What followed had to be seen to be believed. I shall try my best to describe the melee that followed but this was one of those moments that you really had to be there to get the full impact. First, Tommy came forward to investigate. Now he is a pretty poor excuse for a cockerel, but I was astounded at his reaction to the white bantam in particular. Squaring up to the white bantam, Tommy towered over it and clearly expected her to submit. Imagine his horror, and our surprise, when the bantam squares up to Tommy, proceeding to stick out her neck feathers in a display of aggression. Tommy stood still, a bit nonplussed. Catching him mid-thought, she launched herself at him, pecking fiercely at any part of Tommy she could reach. Somehow, she even managed to jump and get her beak around one of Tommy’s wattles. For a few frantic seconds, she even hung off the wattle. Poor Tommy! Although the big girls will give him an occasional peck if he annoys them, he clearly had absolutely no clue what to do with open aggression. After several of these attacks, he kept his distance and stomped around both bantams, clearly fighting a losing battle for dominance. Phil commented it looked like he was mincing around them. Rolling my eyes, I had to agree – as if I needed further proof that Tommy is completely useless.

With Tommy now actively hiding behind the nest box and the other girls came forward one at a time. Polly in particular was determined to up her place in the pecking order. Unfortunately for her, her aggression and determination was matched by the white bantam who gave as good as she got. One down, four to go. Millie and Hattie had enough sense to not enter the fray but Rey and Cassie had a go. Each time, their pecks were met with harder ones. Every insult or attack was returned with double the ferocity. I couldn’t believe my eyes! Within the next fifteen minutes, all the big girls and Tommy were cowering in the far corner of the run behind the nest box whilst the bantams explored the run.
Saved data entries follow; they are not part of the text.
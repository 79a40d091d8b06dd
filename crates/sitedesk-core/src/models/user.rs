use serde::{Deserialize, Serialize};
use ts_rs::TS;

/// Coarse role category. Drives navigation visibility (admin unlocks the
/// admin panel); everything else is default field values.
#[derive(Debug, Clone, Copy, Serialize, Deserialize, PartialEq, Eq, TS)]
#[ts(export)]
#[serde(rename_all = "lowercase")]
pub enum UserRole {
    Admin,
    Manager,
    Member,
    Vendor,
}

impl UserRole {
    pub const ALL: [UserRole; 4] = [
        UserRole::Admin,
        UserRole::Manager,
        UserRole::Member,
        UserRole::Vendor,
    ];

    pub fn as_str(&self) -> &'static str {
        match self {
            UserRole::Admin => "admin",
            UserRole::Manager => "manager",
            UserRole::Member => "member",
            UserRole::Vendor => "vendor",
        }
    }
}

impl std::fmt::Display for UserRole {
    fn fmt(&self, f: &mut std::fmt::Formatter<'_>) -> std::fmt::Result {
        f.write_str(self.as_str())
    }
}

/// Stored access flag. Carried on every user record but enforced nowhere.
#[derive(Debug, Clone, Copy, Serialize, Deserialize, PartialEq, Eq, TS)]
#[ts(export)]
#[serde(rename_all = "kebab-case")]
pub enum AccessLevel {
    ReadWrite,
    ReadOnly,
}

/// Explicit discipline tag for team members. The project detail view groups
/// team members by this attribute rather than inferring it from names.
#[derive(Debug, Clone, Copy, Serialize, Deserialize, PartialEq, Eq, TS)]
#[ts(export)]
#[serde(rename_all = "lowercase")]
pub enum Specialty {
    Architect,
    Builder,
}

#[derive(Debug, Clone, Serialize, Deserialize, PartialEq, TS)]
#[ts(export)]
pub struct User {
    pub id: String,
    pub name: String,
    /// Login key; looked up by exact match.
    pub email: String,
    #[serde(skip_serializing_if = "Option::is_none")]
    pub mobile: Option<String>,
    pub role: UserRole,
    pub access: AccessLevel,
    pub avatar: String,
    #[serde(skip_serializing_if = "Option::is_none")]
    pub specialty: Option<Specialty>,
}

impl User {
    pub fn is_admin(&self) -> bool {
        self.role == UserRole::Admin
    }
}

/// Creation shape: the store assigns id and avatar.
#[derive(Debug, Clone, Serialize, Deserialize, TS)]
#[ts(export)]
pub struct NewUser {
    pub name: String,
    pub email: String,
    #[serde(skip_serializing_if = "Option::is_none")]
    pub mobile: Option<String>,
    pub role: UserRole,
    pub access: AccessLevel,
    #[serde(skip_serializing_if = "Option::is_none")]
    pub specialty: Option<Specialty>,
}
//! Demo corpus loaded into the mock store on startup.

use crate::models::{
    AccessLevel, MediaAsset, MediaKind, ProgressPoint, Project, ProjectStatus, Specialty,
    TimelineEvent, User, UserRole,
};
use chrono::{DateTime, Duration, NaiveDate, Utc};
use rand::Rng;

fn date(year: i32, month: u32, day: u32) -> NaiveDate {
    NaiveDate::from_ymd_opt(year, month, day).expect("valid seed date")
}

fn stamp(rfc3339: &str) -> DateTime<Utc> {
    DateTime::parse_from_rfc3339(rfc3339)
        .expect("valid seed timestamp")
        .with_timezone(&Utc)
}

fn avatar(id: &str) -> String {
    format!("https://i.pravatar.cc/150?u={id}")
}

/// Generate the two progress series for a project span.
///
/// The ideal series interpolates linearly from 0 to 100 in weekly steps; the
/// actual series follows it with a little noise up to the present day,
/// clamped so it never exceeds the recorded completion percentage, and its
/// final point is pinned to that percentage.
pub fn progress_series(
    start: NaiveDate,
    end: NaiveDate,
    completion: u8,
) -> (Vec<ProgressPoint>, Vec<ProgressPoint>) {
    let today = Utc::now().date_naive();
    let total_days = (end - start).num_days().max(1);
    let mut rng = rand::rng();

    let mut ideal = Vec::new();
    let mut actual = Vec::new();
    let mut day = start;
    while day <= end {
        let elapsed = (day - start).num_days();
        let ideal_value = ((elapsed * 100) / total_days).min(100) as u8;
        ideal.push(ProgressPoint {
            date: day,
            value: ideal_value,
        });

        if day <= today {
            let noise: f64 = rng.random_range(-5.0..5.0);
            let value = (f64::from(ideal_value) + noise).clamp(0.0, f64::from(completion));
            actual.push(ProgressPoint {
                date: day,
                value: value.round() as u8,
            });
        }
        day += Duration::days(7);
    }

    // Pin the latest recorded point to the completion percentage.
    if !actual.is_empty() {
        if today < end {
            actual.push(ProgressPoint {
                date: today,
                value: completion,
            });
        } else if let Some(last) = actual.last_mut() {
            last.value = completion;
        }
    }

    (ideal, actual)
}

pub fn users() -> Vec<User> {
    vec![
        User {
            id: "1".into(),
            name: "Alice Mehta".into(),
            email: "admin@sitedesk.dev".into(),
            mobile: Some("9876543210".into()),
            role: UserRole::Admin,
            access: AccessLevel::ReadWrite,
            avatar: avatar("1"),
            specialty: None,
        },
        User {
            id: "2".into(),
            name: "Bob Okafor".into(),
            email: "manager@sitedesk.dev".into(),
            mobile: Some("9876543211".into()),
            role: UserRole::Manager,
            access: AccessLevel::ReadWrite,
            avatar: avatar("2"),
            specialty: None,
        },
        User {
            id: "3".into(),
            name: "Charlie Lin".into(),
            email: "architect@sitedesk.dev".into(),
            mobile: Some("9876543212".into()),
            role: UserRole::Member,
            access: AccessLevel::ReadWrite,
            avatar: avatar("3"),
            specialty: Some(Specialty::Architect),
        },
        User {
            id: "4".into(),
            name: "Diana Torres".into(),
            email: "builder@sitedesk.dev".into(),
            mobile: Some("9876543213".into()),
            role: UserRole::Member,
            access: AccessLevel::ReadWrite,
            avatar: avatar("4"),
            specialty: Some(Specialty::Builder),
        },
        User {
            id: "5".into(),
            name: "Victor Rao".into(),
            email: "vendor@sitedesk.dev".into(),
            mobile: Some("9876543214".into()),
            role: UserRole::Vendor,
            access: AccessLevel::ReadOnly,
            avatar: avatar("5"),
            specialty: None,
        },
    ]
}

struct ProjectSpec {
    id: &'static str,
    name: &'static str,
    client: &'static str,
    description: &'static str,
    status: ProjectStatus,
    completion: u8,
    start: NaiveDate,
    end: NaiveDate,
    timeline: Vec<TimelineEvent>,
    media: Vec<MediaAsset>,
    team: &'static [&'static str],
}

fn build(spec: ProjectSpec) -> Project {
    let (ideal_progress, actual_progress) =
        progress_series(spec.start, spec.end, spec.completion);
    Project {
        id: spec.id.into(),
        name: spec.name.into(),
        client: spec.client.into(),
        description: spec.description.into(),
        status: spec.status,
        completion_percentage: spec.completion,
        start_date: spec.start,
        end_date: spec.end,
        ideal_progress,
        actual_progress,
        timeline: spec.timeline,
        media_assets: spec.media,
        team_member_ids: spec.team.iter().map(|id| (*id).to_string()).collect(),
    }
}

fn event(
    id: &str,
    title: &str,
    when: NaiveDate,
    description: &str,
    completed: bool,
    provenance: Option<(&str, &str)>,
) -> TimelineEvent {
    let (modifier, modified_at) = match provenance {
        Some((user_id, at)) => (Some(user_id.to_string()), Some(stamp(at))),
        None => (None, None),
    };
    TimelineEvent {
        id: id.into(),
        title: title.into(),
        date: when,
        description: description.into(),
        completed,
        last_modified_by_user_id: modifier,
        last_modified_at: modified_at,
    }
}

fn image(id: &str, seed_name: &str, title: &str) -> MediaAsset {
    MediaAsset {
        id: id.into(),
        kind: MediaKind::Image,
        url: format!("https://picsum.photos/seed/{seed_name}/800/600"),
        title: title.into(),
    }
}

pub fn projects() -> Vec<Project> {
    vec![
        build(ProjectSpec {
            id: "proj-1",
            name: "Riverside Flagship Store",
            client: "Meridian Retail",
            description: "Ground-up construction of a 20,000 sq. ft. flagship retail \
                location: site preparation, foundation, structural work, and full \
                interior fit-out.",
            status: ProjectStatus::OnTrack,
            completion: 65,
            start: date(2024, 5, 1),
            end: date(2024, 11, 30),
            timeline: vec![
                event(
                    "t1-1",
                    "Site Survey & Permitting",
                    date(2024, 5, 15),
                    "All municipal permits approved.",
                    true,
                    Some(("2", "2024-05-16T10:00:00Z")),
                ),
                event(
                    "t1-2",
                    "Foundation Pour",
                    date(2024, 6, 20),
                    "Concrete foundation and slab completed.",
                    true,
                    Some(("4", "2024-06-21T14:30:00Z")),
                ),
                event(
                    "t1-3",
                    "Structural Steel Erection",
                    date(2024, 8, 25),
                    "Main steel frame to be assembled on-site.",
                    false,
                    None,
                ),
                event(
                    "t1-4",
                    "Client Handover",
                    date(2024, 11, 25),
                    "Final walkthrough and key handover.",
                    false,
                    None,
                ),
            ],
            media: vec![
                image("m1-1", "proj1-1", "Architectural Blueprints"),
                image("m1-2", "proj1-2", "Site Photos - Week 5"),
            ],
            team: &["2", "3", "4", "5"],
        }),
        build(ProjectSpec {
            id: "proj-2",
            name: "Crescent Mall Fit-out",
            client: "Crescent Properties",
            description: "Complete interior fit-out for a 5,000 sq. ft. store inside an \
                existing mall, covering MEP, drywall, flooring, and fixtures.",
            status: ProjectStatus::AtRisk,
            completion: 35,
            start: date(2024, 6, 15),
            end: date(2025, 1, 15),
            timeline: vec![
                event(
                    "t2-1",
                    "Design Approval",
                    date(2024, 6, 30),
                    "Final interior designs signed off by client.",
                    true,
                    Some(("3", "2024-07-01T09:00:00Z")),
                ),
                event(
                    "t2-2",
                    "MEP Rough-in",
                    date(2024, 8, 15),
                    "Mechanical, electrical, and plumbing rough-in complete.",
                    true,
                    Some(("4", "2024-08-16T11:00:00Z")),
                ),
                event(
                    "t2-3",
                    "HVAC Unit Delivery",
                    date(2024, 9, 10),
                    "Main HVAC unit delivery delayed by vendor.",
                    false,
                    None,
                ),
            ],
            media: vec![image("m2-1", "proj2-1", "Rendered Interior Views")],
            team: &["2", "3", "5"],
        }),
        build(ProjectSpec {
            id: "proj-3",
            name: "Plaza Kiosk Pod",
            client: "Northgate Plaza",
            description: "Design and build of a semi-permanent kiosk pod in the central \
                plaza, fast-tracked for the holiday season opening.",
            status: ProjectStatus::Completed,
            completion: 100,
            start: date(2024, 7, 1),
            end: date(2024, 8, 15),
            timeline: vec![
                event(
                    "t3-1",
                    "Fabrication",
                    date(2024, 7, 15),
                    "Off-site fabrication of kiosk components.",
                    true,
                    Some(("5", "2024-07-16T11:00:00Z")),
                ),
                event(
                    "t3-2",
                    "On-site Assembly",
                    date(2024, 8, 10),
                    "Final assembly and utility hookup.",
                    true,
                    Some(("4", "2024-08-11T16:45:00Z")),
                ),
                event(
                    "t3-3",
                    "Go-live",
                    date(2024, 8, 14),
                    "Kiosk operational and open to the public.",
                    true,
                    Some(("1", "2024-08-14T10:00:00Z")),
                ),
            ],
            media: vec![],
            team: &["1", "2", "4", "5"],
        }),
        build(ProjectSpec {
            id: "proj-4",
            name: "Headquarters Lobby Renovation",
            client: "Meridian Corporate",
            description: "Complete renovation of the main headquarters lobby with \
                high-end finishes and custom millwork.",
            status: ProjectStatus::OffTrack,
            completion: 40,
            start: date(2024, 6, 1),
            end: date(2024, 10, 15),
            timeline: vec![
                event(
                    "t4-1",
                    "Demolition",
                    date(2024, 6, 10),
                    "Existing lobby fixtures and finishes removed.",
                    true,
                    Some(("4", "2024-06-11T12:00:00Z")),
                ),
                event(
                    "t4-2",
                    "Custom Millwork Delivery",
                    date(2024, 8, 20),
                    "Reception desk and paneling delayed by supply chain issues.",
                    false,
                    None,
                ),
                event(
                    "t4-3",
                    "Final Installation",
                    date(2024, 10, 10),
                    "Installation of all fixtures and finishes.",
                    false,
                    None,
                ),
            ],
            media: vec![image("m4-1", "proj4-1", "Lobby Design Mockup")],
            team: &["2", "3"],
        }),
        build(ProjectSpec {
            id: "proj-5",
            name: "Distribution Warehouse Expansion",
            client: "Meridian Logistics",
            description: "Phase 1 of a warehouse expansion adding 100,000 sq. ft. of \
                storage; on hold pending final budget approval.",
            status: ProjectStatus::OnHold,
            completion: 15,
            start: date(2024, 8, 1),
            end: date(2025, 5, 1),
            timeline: vec![
                event(
                    "t5-1",
                    "Geotechnical Survey",
                    date(2024, 8, 10),
                    "Soil and site analysis completed.",
                    true,
                    Some(("3", "2024-08-11T15:00:00Z")),
                ),
                event(
                    "t5-2",
                    "Budgetary Review",
                    date(2024, 8, 30),
                    "On hold awaiting Q4 budget allocation.",
                    false,
                    None,
                ),
            ],
            media: vec![],
            team: &["1", "2"],
        }),
        build(ProjectSpec {
            id: "proj-6",
            name: "Harbor Street Car Park",
            client: "Harbor City Council",
            description: "Construction of a 5-level precast concrete parking structure \
                for 500 vehicles.",
            status: ProjectStatus::OnTrack,
            completion: 25,
            start: date(2024, 7, 15),
            end: date(2025, 3, 31),
            timeline: vec![
                event(
                    "t6-1",
                    "Excavation & Shoring",
                    date(2024, 8, 5),
                    "Site excavation completed.",
                    true,
                    Some(("4", "2024-08-06T18:00:00Z")),
                ),
                event(
                    "t6-2",
                    "Precast Component Delivery",
                    date(2024, 9, 1),
                    "First batch of precast panels to arrive on schedule.",
                    false,
                    None,
                ),
            ],
            media: vec![image("m6-1", "proj6-1", "Structural Plans")],
            team: &["2", "4", "5"],
        }),
    ]
}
I wandered off to do some weeding along the back and side of the main coop, watched avidly by several pairs of greedy beaks. With all seemingly quiet in the main coop, I retreated to the shed to ponder suitable names for the bantams. It seemed like the white bantam would shortly be ruling the flock with an iron claw so I began to look at names of various dictators. None of them could be easily tweaked to suit. Digging through old fashioned names, I came across Maude. From the Old German, Maude means battle- mighty which seemed to fit perfectly! The little Wyandotte, I decided to call Mavis to compliment Maude. Upon hearing loud squalks, I leapt up and ran down to the main coop. Someone had strayed too close to Maude and paid the price. I chivved both Maude and Mavis into the new nest box and shut them in to give the others a break. Honestly, who would have thought that one bantam would take on and terrorise five big hens and one pathetic excuse for a cockerel?!

When we popped down before dinner, we found Maude a little the worse for wear. Her eyelid was swollen with only a small slit showing the eye beneath. Telling her off, I checked her over and decided to keep both bantams separated until tomorrow to give them all a break from each other.